This year, the company is planning to release cricket-based functional foods to market, such as energy bars, because Yuvanesh believes that the first step to inciting an open-mindedness towards entomophagy is if, ironically, the physical insect is hidden.
Using bugs in brews, therefore, is a similar, if not more accessible approach, as one drinks rather than crunches the product. Trust us, when bugs come into play, the simple sensations that go into the act of consumption really start to matter.
“As one of the most popular types of beverages in the world, beer is definitely a great platform to encourage the adoption of edible insects,” said Yuvanesh. “I also understand that using edible insects in brewing or distillation adds a unique taste [that isn’t available on the market yet].”
Cricket ale from Tokyo spotlights the application of crickets in alcohol, but other six-legged creatures have surfaced in booze far before this innovation, cementing that beyond sustainability, insects also have a flavour profile that draws distillers.
…to ants in gin
The Cambridge Distillery worked with Rene Redzepi’s Nordic Food Lab in 2014 to produce the Anty Gin, which contains the distillate of red wood ants, as well as nettle and wild wood avens to accent the traditional gin botanicals used.
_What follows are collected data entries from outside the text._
//! A geocoded location

use serde::{Deserialize, Serialize};
use std::fmt;

use crate::value_objects::GeoPoint;

/// A point resolved from free text, with the label shown to the user
#[derive(Debug, Clone, PartialEq, Serialize, Deserialize)]
pub struct ResolvedLocation {
    point: GeoPoint,
    display_name: String,
}

impl ResolvedLocation {
    /// Create a resolved location
    #[must_use]
    pub fn new(point: GeoPoint, display_name: impl Into<String>) -> Self {
        Self {
            point,
            display_name: display_name.into(),
        }
    }

    /// Build the display label from the optional address parts
    ///
    /// Non-empty parts are joined with `", "`; `fallback` is used when
    /// every part is missing or blank.
    #[must_use]
    pub fn label_from_parts(parts: &[Option<&str>], fallback: &str) -> String {
        let label = parts
            .iter()
            .filter_map(|part| part.map(str::trim))
            .filter(|part| !part.is_empty())
            .collect::<Vec<_>>()
            .join(", ");

        if label.is_empty() {
            fallback.to_string()
        } else {
            label
        }
    }

    /// Coordinates of the location
    #[must_use]
    pub const fn point(&self) -> GeoPoint {
        self.point
    }

    /// Human-readable label
    #[must_use]
    pub fn display_name(&self) -> &str {
        &self.display_name
    }

    /// Whether both locations sit on exactly the same coordinates
    #[must_use]
    pub fn same_point_as(&self, other: &Self) -> bool {
        self.point == other.point
    }
}

impl fmt::Display for ResolvedLocation {
    fn fmt(&self, f: &mut fmt::Formatter<'_>) -> fmt::Result {
        write!(f, "{} ({})", self.display_name, self.point)
    }
}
Red wood ants, according to the distillery, has “sharp citrus notes”, and if you want to experience pure ant matter, every order comes with 5cl of the distillate in a dropper bottle.
Anty Gin bagged the top prize at the World Beverage Innovation Awards in 2015, and reviews that have dabbled with it can barely tell that something buggy has been used to create an otherwise citrus-forward gin that tastes and looks so similar to what one expects from the clear spirit.
It took five years from the buzz generated from Anty Gin to see cricket ale finds its footing in Asia, which is a sign that perhaps the market has not been entirely ready, but nonetheless one can’t deny that the flavour profile of insects is one that has an immense draw for producers.
Singaporeans are no stranger to this, as award-winning local bar Native has foraged citrusy weaver ants to garnish one of its signature cocktails before, to reasonably successful ends.
As to whether the use of insects in brewing or distillation will take root in Singapore, Yuvanesh believes that locals are ready to experiment with entomophagy overall.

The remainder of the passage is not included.